3.3 The Response of Stress and Riparian Health Indexing and
Sub-Indexing
Pearson correlation revealed the inter-indicator relationships between
stress indicators and RHIs, allowing us to understand riparian zone
changes within the TGDR under land-use variations. Although PCA provided
information on the key indicators responsible for the total variation in
riparian zones with significant factor groups, Pearson correlation was
performed for all RHIs and stress indicators, and valuable information
was obtained independently for the key stress indicators (7) and RHIs
(14). Pearson correlation relationships are described below.
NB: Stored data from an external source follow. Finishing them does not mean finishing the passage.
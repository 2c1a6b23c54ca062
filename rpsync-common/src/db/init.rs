//! Database initialization
//!
//! Opening the database never touches the schema; table creation goes
//! through [`crate::db::schema::ensure_table`] with an explicit definition.

use crate::Result;
use sqlx::sqlite::{SqliteConnectOptions, SqlitePoolOptions};
use sqlx::SqlitePool;
use std::path::Path;
use std::time::Duration;
use tracing::info;

/// Busy timeout applied to every connection
const BUSY_TIMEOUT: Duration = Duration::from_millis(5000);

/// Open (creating if missing) the SQLite database at `db_path`
///
/// The pool holds at most one connection. Callers acquire it per operation
/// and it goes back to the pool when the guard drops, on every exit path.
pub async fn open_database(db_path: &Path) -> Result<SqlitePool> {
    let newly_created = !db_path.exists();

    // Create parent directory if it doesn't exist
    if let Some(parent) = db_path.parent() {
        if !parent.as_os_str().is_empty() {
            std::fs::create_dir_all(parent)?;
        }
    }

    let options = SqliteConnectOptions::new()
        .filename(db_path)
        .create_if_missing(true)
        .busy_timeout(BUSY_TIMEOUT);

    let pool = SqlitePoolOptions::new()
        .max_connections(1)
        .connect_with(options)
        .await?;

    if newly_created {
        info!("Initialized new database: {}", db_path.display());
    } else {
        info!("Opened existing database: {}", db_path.display());
    }

    Ok(pool)
}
With regards to the stress indicators, associations were continuously
significant at p < 0.01 (|r | ≤
0.933), and both positive (r ≤ 0.933) and negative (r ≤ ̵̶
0.584) correlations were found between pressure indicators (Table 2).
The highest correlations were generally observed in urban transects,
whereas lower correlations were detected in rural transects
(Supplementary A, Tables A.1–A.5).
The associations between RHIs within different geographical locations
were widely significant at p < 0.01 or p< 0.05 (|r | ≤ 0.989), except for
regeneration. Positive correlations were found in most of the situations
for H (r ≤ 0.624), PC (r ≤ 0.989), R (r ≤ 0.455),
Er (r ≤ 0.963), and Ex (r ≤ 0.935) (Table 2). The
transects from urban areas showed the highest correlation, whereas those
from rural–urban transitional areas showed a lower correlation.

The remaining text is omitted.